↓↓↓

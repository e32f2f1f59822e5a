use std::panic::AssertUnwindSafe;
use std::sync::{Arc, Mutex};
use std::time::Duration;

use futures_util::FutureExt;
use tokio::sync::OnceCell;
use tokio::time::Instant;
use tracing::{debug, info, warn};

use crate::config::GraderConfig;
use crate::error::GraderError;
use crate::matcher::assert_lines_match;
use crate::mi::{self, StopEvent};
use crate::monitor::Monitor;
use crate::session::{Event, RunSession};
use crate::symbols::SymbolTable;
use crate::{Control, Result};

/// How a run decides it is finished.
#[derive(Debug, Clone, Copy, PartialEq, Eq)]
pub enum RunMode {
    /// Keep resuming until every breakpoint has used up its hits.
    Debugger,
    /// Resume once and follow the console until an observer stops the run.
    Console,
}

#[derive(Debug, Clone)]
pub struct RunOptions {
    pub mode: RunMode,
    /// Make target that boots the kernel under the debug stub.
    pub run_target: Option<String>,
    pub make_args: Vec<String>,
    pub timeout: Duration,
}

impl Default for RunOptions {
    fn default() -> Self {
        Self {
            mode: RunMode::Console,
            run_target: Some("debug".to_string()),
            make_args: Vec::new(),
            timeout: Duration::from_secs(30),
        }
    }
}

impl RunOptions {
    pub fn debugger(timeout: Duration) -> Self {
        Self {
            mode: RunMode::Debugger,
            timeout,
            ..Self::default()
        }
    }

    pub fn console(timeout: Duration) -> Self {
        Self {
            mode: RunMode::Console,
            timeout,
            ..Self::default()
        }
    }
}

/// What a successful run leaves behind.
#[derive(Debug, Clone)]
pub struct RunReport {
    pub output: String,
    pub elapsed: Duration,
    pub teardown_warnings: Vec<String>,
}

impl RunReport {
    /// Checks the captured output line by line after the run.
    pub fn match_lines(&self, required: &[&str], forbidden: &[&str]) -> Result<()> {
        assert_lines_match(&self.output, required, forbidden)
    }
}

pub type MonitorFactory = Box<dyn Fn() -> Monitor + Send + Sync>;

enum Flow {
    /// Resume the target and keep waiting.
    Resume,
    /// The target stays halted; keep waiting for output.
    Halted,
    Finished,
}

/// Boots a target, attaches a debugger and drives both for one test at a time.
pub struct Runner {
    config: Arc<GraderConfig>,
    default_monitors: Vec<MonitorFactory>,
    symbols: OnceCell<Arc<SymbolTable>>,
    current_test: Mutex<Option<String>>,
}

impl Runner {
    pub fn new(config: GraderConfig) -> Self {
        Self {
            config: Arc::new(config),
            default_monitors: Vec::new(),
            symbols: OnceCell::new(),
            current_test: Mutex::new(None),
        }
    }

    /// Adds a monitor applied to every run before the per-run ones.
    pub fn with_default_monitor<F>(mut self, factory: F) -> Self
    where
        F: Fn() -> Monitor + Send + Sync + 'static,
    {
        self.default_monitors.push(Box::new(factory));
        self
    }

    pub fn config(&self) -> &GraderConfig {
        &self.config
    }

    /// Names the test whose runs follow, for per-test output files.
    pub fn set_current_test(&self, name: Option<String>) {
        if let Ok(mut current) = self.current_test.lock() {
            *current = name;
        }
    }

    pub fn current_test(&self) -> Option<String> {
        self.current_test.lock().ok().and_then(|current| current.clone())
    }

    /// Kernel symbol table.
    ///
    /// The tables are produced by the kernel build, so an empty load is returned but
    /// not kept; the first non-empty one is shared by every later run.
    pub async fn symbols(&self) -> Result<Arc<SymbolTable>> {
        if let Some(symbols) = self.symbols.get() {
            return Ok(Arc::clone(symbols));
        }
        let paths: Vec<_> = self
            .config
            .symbol_files
            .iter()
            .map(|p| self.config.resolve(p))
            .collect();
        let symbols = Arc::new(SymbolTable::load(&paths).await?);
        if symbols.is_empty() {
            debug!("no kernel symbols found yet");
        } else {
            let _ = self.symbols.set(Arc::clone(&symbols));
        }
        Ok(symbols)
    }

    /// Runs one test: boot, attach, apply monitors, monitor until done, tear down.
    ///
    /// Teardown always happens, debugger first, even when monitoring fails or a
    /// callback panics. Teardown problems are logged and returned in the report but
    /// never replace the run's own result. Output matchers are checked last, so they
    /// see everything the target printed on its way down.
    pub async fn run(&self, options: RunOptions, monitors: Vec<Monitor>) -> Result<RunReport> {
        let started = Instant::now();
        let mut session = RunSession::new(Arc::clone(&self.config));
        session.set_test_name(self.current_test());
        info!(mode = ?options.mode, timeout = ?options.timeout, "run starting");

        let outcome = AssertUnwindSafe(self.drive(&mut session, &options, monitors))
            .catch_unwind()
            .await;
        if !matches!(outcome, Ok(Ok(()))) {
            session.mark_failed();
        }

        let teardown_warnings = session.teardown().await;
        for warning in &teardown_warnings {
            warn!("{warning}");
        }
        let outcome = match outcome {
            Ok(Ok(())) => Ok(session.verify_matchers().map_err(GraderError::from)),
            other => other,
        };
        let failed = !matches!(outcome, Ok(Ok(())));
        session.finish(failed).await;

        let elapsed = started.elapsed();
        match outcome {
            Ok(Ok(())) => {
                info!(?elapsed, "run passed");
                Ok(RunReport {
                    output: session.output_text(),
                    elapsed,
                    teardown_warnings,
                })
            }
            Ok(Err(e)) => {
                info!(?elapsed, "run failed: {e}");
                Err(e)
            }
            Err(panic) => std::panic::resume_unwind(panic),
        }
    }

    async fn drive(
        &self,
        session: &mut RunSession,
        options: &RunOptions,
        monitors: Vec<Monitor>,
    ) -> Result<()> {
        let command = self
            .config
            .target_command(options.run_target.as_deref(), &options.make_args);
        session.launch_target(command).await?;
        session.wait_for_console().await?;
        session.set_symbols(self.symbols().await?);
        session.attach().await?;

        session.start_clock(options.timeout);
        let defaults = self.default_monitors.iter().map(|factory| factory());
        for monitor in defaults.chain(monitors) {
            monitor(session).await?;
        }

        match monitor_loop(session, options).await {
            Ok(()) => {}
            Err(GraderError::Timeout { after, detail }) => {
                let diagnostics = session.matcher_diagnostics();
                let detail = [detail, diagnostics]
                    .into_iter()
                    .filter(|d| !d.is_empty())
                    .collect::<Vec<_>>()
                    .join("\n");
                return Err(GraderError::Timeout { after, detail });
            }
            Err(e) => return Err(e),
        }

        session.drain_output().await
    }
}

async fn monitor_loop(session: &mut RunSession, options: &RunOptions) -> Result<()> {
    let timed_out = || GraderError::Timeout {
        after: options.timeout,
        detail: String::new(),
    };

    'resume: loop {
        if session.is_cancelled() {
            return Ok(());
        }
        if options.mode == RunMode::Debugger && session.debugger_mut()?.breakpoints().is_empty() {
            debug!("all breakpoints exhausted");
            return Ok(());
        }
        if session.is_past_deadline() {
            return Err(timed_out());
        }
        session.debugger_mut()?.resume(false).await?;

        loop {
            match session.next_event().await? {
                Event::Output(chunk) => {
                    if session.handle_output(&chunk)?.is_stop() {
                        return Ok(());
                    }
                }
                Event::Records(records) => {
                    let Some(stop) = mi::find_stop(&records) else {
                        continue;
                    };
                    match handle_stop(session, options.mode, stop).await? {
                        Flow::Resume => continue 'resume,
                        Flow::Halted => continue,
                        Flow::Finished => return Ok(()),
                    }
                }
                Event::Deadline => return Err(timed_out()),
            }
        }
    }
}

async fn handle_stop(session: &mut RunSession, mode: RunMode, stop: StopEvent) -> Result<Flow> {
    if !stop.is_breakpoint_hit() {
        return match mode {
            RunMode::Debugger => Err(GraderError::UnexpectedStop { reason: stop.reason }),
            RunMode::Console => {
                warn!("target stopped ({}) while following the console", stop.reason);
                Ok(Flow::Halted)
            }
        };
    }
    let Some(address) = stop.address else {
        return Err(GraderError::UnexpectedStop {
            reason: "breakpoint-hit without a frame address".to_string(),
        });
    };

    match session.debugger_mut()?.dispatch(address).await? {
        Some(Control::Stop) => {
            session.cancel();
            Ok(Flow::Finished)
        }
        Some(Control::Continue) => Ok(Flow::Resume),
        None if mode == RunMode::Debugger => Ok(Flow::Resume),
        None => {
            debug!("target halted at {address:#x}");
            Ok(Flow::Halted)
        }
    }
}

↑↑↑

For the listing above, state the number of lines that contain the word "chunk" and nothing more.

Task response
2